Town’s AI Sidekicks Just Bagged $55M From a16z & Forerunner—Here’s Why This Personalized Assistant Play Matters

(SeaPRwire) –   Clara Bennett, a senior AI product strategist who spent a decade building productivity tools at Asana, says Town’s $55M Series A raise isn’t just about the cash—it’s a vote for proactive AI that integrates with users’ daily lives. “Most AI tools wait for you to ask,” she explains. “Town flips that: it learns your rhythm from email and calendar, then acts before you think. That’s the missing link between generic chatbots and tools that actually become part of your workflow.” Bennett adds that the prosumer focus—people blending work and personal lives—hits a sweet spot most big tech players ignore because they’re too busy chasing enterprise or mass consumer markets.

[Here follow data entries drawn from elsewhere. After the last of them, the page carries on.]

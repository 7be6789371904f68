//! Overlay host bridging to the layer-shell render thread

use std::sync::atomic::{AtomicBool, Ordering};
use std::sync::Arc;

use async_trait::async_trait;
use tokio::sync::mpsc::UnboundedSender;

use crate::application::ports::{OverlayHost, OverlayHostError};
use crate::domain::overlay::{OverlayView, ViewGeometry};

/// Pixel size of the small launcher dot
pub const SMALL_GEOMETRY: ViewGeometry = ViewGeometry::new(48, 48);

/// Pixel size of the big control panel
pub const BIG_GEOMETRY: ViewGeometry = ViewGeometry::new(200, 96);

/// One render instruction for the overlay surface thread.
/// `view: None` takes the surface down.
#[derive(Debug, Clone, Copy, PartialEq, Eq)]
pub struct OverlayFrame {
    pub view: Option<OverlayView>,
}

impl OverlayFrame {
    pub const fn show(view: OverlayView) -> Self {
        Self { view: Some(view) }
    }

    pub const fn hide() -> Self {
        Self { view: None }
    }
}

/// Overlay host backed by a Wayland layer-shell surface.
///
/// Rendering happens on a dedicated thread that owns the Wayland
/// connection; this adapter only hands it frames. A compositor without
/// layer-shell support brings the render thread down, after which attach
/// reports `PermissionDenied` so the service keeps running without an
/// overlay.
pub struct LayerShellOverlayHost {
    frames: UnboundedSender<OverlayFrame>,
    gui_alive: Arc<AtomicBool>,
}

impl LayerShellOverlayHost {
    /// Bridge to a running render thread
    pub fn new(frames: UnboundedSender<OverlayFrame>, gui_alive: Arc<AtomicBool>) -> Self {
        Self { frames, gui_alive }
    }

    /// Geometry for a view as the render thread sizes it
    pub const fn geometry_for(view: OverlayView) -> ViewGeometry {
        match view {
            OverlayView::Small => SMALL_GEOMETRY,
            OverlayView::Big => BIG_GEOMETRY,
        }
    }
}

#[async_trait]
impl OverlayHost for LayerShellOverlayHost {
    async fn attach(&self, view: OverlayView) -> Result<ViewGeometry, OverlayHostError> {
        if !self.gui_alive.load(Ordering::SeqCst) {
            return Err(OverlayHostError::PermissionDenied);
        }
        self.frames
            .send(OverlayFrame::show(view))
            .map_err(|_| OverlayHostError::PermissionDenied)?;
        Ok(Self::geometry_for(view))
    }

    async fn detach(&self) -> Result<(), OverlayHostError> {
        // Losing the render thread mid-detach is not an error: the
        // surface is gone either way.
        let _ = self.frames.send(OverlayFrame::hide());
        Ok(())
    }
}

Town, co-founded by ex-Plaid CTO Jean-Denis Grézé and ex-Google applied AI director Tony Vincent in late 2024, closed the round led by Andreessen Horowitz, with Forerunner Ventures, First Round, Alt Capital, and Conviction joining in. The startup’s core product is Townies—personalized AI assistants that aren’t just chatbots. Grézé’s own Townie is Ivy, a silver fox with a satchel (a nod to his premature gray hair). Users can’t sign up without linking email and calendar, which lets Town build a profile and suggest actions proactively. In the first five minutes, it pulls together a user bio from existing data and offers 3-5 immediate tasks. Over time, Townies learn preferences—like auto-generating research briefs for unknown email senders or translating docs.

The target audience is prosumers: folks who use the product 70-80% for work but have tangled personal and professional lives. A notable user group is Australian plumbers; one gets 300 daily emails (emergencies, job sites, clients, bills) that Town sorts. Town has nearly 10k users, with 99% retention over two months for those who build at least one custom automation. It runs on Google and Microsoft infrastructure, competing with Gemini and Copilot, but Grézé points to Superhuman (vs Gmail) and Notion (vs Google Docs) as precedents that niche players can thrive even against big tech. Forerunner’s Kirsten Green trusts the team—especially Grézé’s experience navigating Plaid’s collapsed Visa acquisition, which taught him building user love is key.

The global AI assistant market hit $16B in 2024 and is set to reach $74B by 2033. Productivity software is already a $110B business, heading to $196B by 2031. But the real prize is the 1B+ knowledge workers worldwide. Town’s bet addresses a gap: 80% of users only use ChatGPT or Claude three times a day because they don’t know what AI can do or it’s not connected to their tools. The trend here is moving from generic AI to context-aware, integrated assistants that feel like extensions of the user. Big tech has native data access, but niche players like Town can carve out space by focusing on specific user needs. The retention numbers show that when AI feels personal and useful, users stick around. We’ll likely see more startups targeting this prosumer segment, as big tech’s one-size-fits-all approach leaves room for tailored solutions. Grézé’s focus on not extracting data or threatening jobs is a smart move, as users grow more wary of AI overreach.